Top of EXERCISE INPUT
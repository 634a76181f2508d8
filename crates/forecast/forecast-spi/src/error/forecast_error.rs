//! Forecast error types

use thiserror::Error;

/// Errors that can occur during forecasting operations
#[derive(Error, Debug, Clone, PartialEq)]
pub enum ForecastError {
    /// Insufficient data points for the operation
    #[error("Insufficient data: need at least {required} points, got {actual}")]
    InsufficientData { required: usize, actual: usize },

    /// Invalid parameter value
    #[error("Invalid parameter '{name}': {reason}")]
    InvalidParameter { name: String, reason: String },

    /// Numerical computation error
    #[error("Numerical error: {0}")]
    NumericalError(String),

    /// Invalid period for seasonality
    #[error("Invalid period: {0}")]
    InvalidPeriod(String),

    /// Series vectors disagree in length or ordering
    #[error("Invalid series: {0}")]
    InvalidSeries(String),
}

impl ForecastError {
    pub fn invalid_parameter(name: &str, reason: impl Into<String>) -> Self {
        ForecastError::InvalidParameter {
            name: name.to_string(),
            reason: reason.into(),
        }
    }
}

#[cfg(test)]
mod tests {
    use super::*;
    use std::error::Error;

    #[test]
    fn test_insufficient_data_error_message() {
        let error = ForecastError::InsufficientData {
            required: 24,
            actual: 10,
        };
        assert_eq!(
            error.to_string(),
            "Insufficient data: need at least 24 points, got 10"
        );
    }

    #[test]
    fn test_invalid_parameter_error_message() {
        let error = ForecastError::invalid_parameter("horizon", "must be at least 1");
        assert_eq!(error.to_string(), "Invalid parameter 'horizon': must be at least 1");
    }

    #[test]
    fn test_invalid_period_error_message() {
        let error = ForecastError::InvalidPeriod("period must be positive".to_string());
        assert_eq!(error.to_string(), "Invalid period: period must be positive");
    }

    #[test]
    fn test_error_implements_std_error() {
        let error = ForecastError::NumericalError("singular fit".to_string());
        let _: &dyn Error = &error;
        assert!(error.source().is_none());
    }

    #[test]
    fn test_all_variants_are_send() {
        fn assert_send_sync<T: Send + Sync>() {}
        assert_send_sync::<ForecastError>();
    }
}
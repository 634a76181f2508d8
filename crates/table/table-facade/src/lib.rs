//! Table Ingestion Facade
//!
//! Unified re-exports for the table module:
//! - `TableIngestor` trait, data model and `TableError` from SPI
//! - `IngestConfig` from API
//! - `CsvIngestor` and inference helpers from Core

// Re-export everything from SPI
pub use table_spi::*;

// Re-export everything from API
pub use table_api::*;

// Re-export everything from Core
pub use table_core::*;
Bottom of EXERCISE INPUT
Top of EXERCISE INPUT
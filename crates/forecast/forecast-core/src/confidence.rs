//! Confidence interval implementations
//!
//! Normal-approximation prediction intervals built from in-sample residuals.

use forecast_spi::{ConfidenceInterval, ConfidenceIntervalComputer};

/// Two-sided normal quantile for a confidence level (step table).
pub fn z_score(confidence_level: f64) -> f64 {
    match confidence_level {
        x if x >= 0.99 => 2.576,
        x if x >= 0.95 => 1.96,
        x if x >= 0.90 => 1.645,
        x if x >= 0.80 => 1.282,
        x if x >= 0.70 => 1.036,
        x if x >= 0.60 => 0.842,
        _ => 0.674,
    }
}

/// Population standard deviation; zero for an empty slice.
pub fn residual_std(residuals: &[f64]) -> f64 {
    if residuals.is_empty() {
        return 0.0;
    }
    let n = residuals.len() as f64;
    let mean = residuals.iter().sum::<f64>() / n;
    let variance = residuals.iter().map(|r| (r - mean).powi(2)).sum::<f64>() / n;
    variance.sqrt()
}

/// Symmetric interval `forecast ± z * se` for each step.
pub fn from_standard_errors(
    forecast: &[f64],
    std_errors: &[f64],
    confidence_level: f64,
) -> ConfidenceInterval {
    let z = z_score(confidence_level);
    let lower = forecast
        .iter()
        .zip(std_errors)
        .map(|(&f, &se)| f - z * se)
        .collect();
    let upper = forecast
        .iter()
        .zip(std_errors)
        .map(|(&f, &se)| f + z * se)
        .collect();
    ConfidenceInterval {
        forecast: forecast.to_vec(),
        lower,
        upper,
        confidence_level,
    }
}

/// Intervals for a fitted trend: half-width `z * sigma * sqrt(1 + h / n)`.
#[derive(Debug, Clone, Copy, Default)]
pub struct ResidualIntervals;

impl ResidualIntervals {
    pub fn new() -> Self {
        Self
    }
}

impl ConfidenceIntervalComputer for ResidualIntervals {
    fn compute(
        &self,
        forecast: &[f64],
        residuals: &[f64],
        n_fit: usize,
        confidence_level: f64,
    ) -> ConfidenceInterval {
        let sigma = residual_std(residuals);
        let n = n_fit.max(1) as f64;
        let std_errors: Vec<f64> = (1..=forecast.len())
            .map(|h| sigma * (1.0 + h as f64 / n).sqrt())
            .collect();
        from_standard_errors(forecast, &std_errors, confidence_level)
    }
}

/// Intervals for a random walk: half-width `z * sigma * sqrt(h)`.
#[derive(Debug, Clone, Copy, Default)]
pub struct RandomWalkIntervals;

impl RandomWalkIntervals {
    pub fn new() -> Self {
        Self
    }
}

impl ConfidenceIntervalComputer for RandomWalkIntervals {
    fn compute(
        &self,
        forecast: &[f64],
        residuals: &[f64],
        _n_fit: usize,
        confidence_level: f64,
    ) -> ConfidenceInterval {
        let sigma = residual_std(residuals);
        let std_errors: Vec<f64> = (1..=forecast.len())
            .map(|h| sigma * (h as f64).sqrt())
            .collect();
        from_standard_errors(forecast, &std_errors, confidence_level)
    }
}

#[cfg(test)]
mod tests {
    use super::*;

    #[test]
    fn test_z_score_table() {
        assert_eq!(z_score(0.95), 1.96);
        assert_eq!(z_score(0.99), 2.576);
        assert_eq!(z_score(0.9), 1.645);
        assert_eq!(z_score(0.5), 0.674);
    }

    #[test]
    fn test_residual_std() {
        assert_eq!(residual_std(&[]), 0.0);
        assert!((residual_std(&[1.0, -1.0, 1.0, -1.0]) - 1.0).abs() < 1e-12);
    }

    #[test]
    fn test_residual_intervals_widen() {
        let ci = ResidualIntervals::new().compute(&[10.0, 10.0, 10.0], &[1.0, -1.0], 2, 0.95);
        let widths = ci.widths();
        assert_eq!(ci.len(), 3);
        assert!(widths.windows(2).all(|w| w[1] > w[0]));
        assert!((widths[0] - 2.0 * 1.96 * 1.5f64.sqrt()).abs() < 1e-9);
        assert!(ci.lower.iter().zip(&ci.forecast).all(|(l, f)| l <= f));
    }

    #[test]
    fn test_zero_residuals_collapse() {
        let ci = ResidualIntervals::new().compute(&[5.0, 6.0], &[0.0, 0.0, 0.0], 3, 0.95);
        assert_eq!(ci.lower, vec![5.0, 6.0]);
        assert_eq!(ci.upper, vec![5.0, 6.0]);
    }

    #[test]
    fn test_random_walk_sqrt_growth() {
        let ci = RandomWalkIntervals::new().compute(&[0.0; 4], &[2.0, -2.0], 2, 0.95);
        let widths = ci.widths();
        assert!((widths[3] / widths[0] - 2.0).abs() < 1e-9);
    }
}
Bottom of EXERCISE INPUT
(WHAT YOU WILL DO) There is a run of lines above from the one with "let variance = residuals.iter().map(|r|" to the one with "let upper = forecast"; print exactly that run, both ends included, and nothing else.

(TASK RESPONSE)
    let variance = residuals.iter().map(|r| (r - mean).powi(2)).sum::<f64>() / n;
    variance.sqrt()
}

/// Symmetric interval `forecast ± z * se` for each step.
pub fn from_standard_errors(
    forecast: &[f64],
    std_errors: &[f64],
    confidence_level: f64,
) -> ConfidenceInterval {
    let z = z_score(confidence_level);
    let lower = forecast
        .iter()
        .zip(std_errors)
        .map(|(&f, &se)| f - z * se)
        .collect();
    let upper = forecast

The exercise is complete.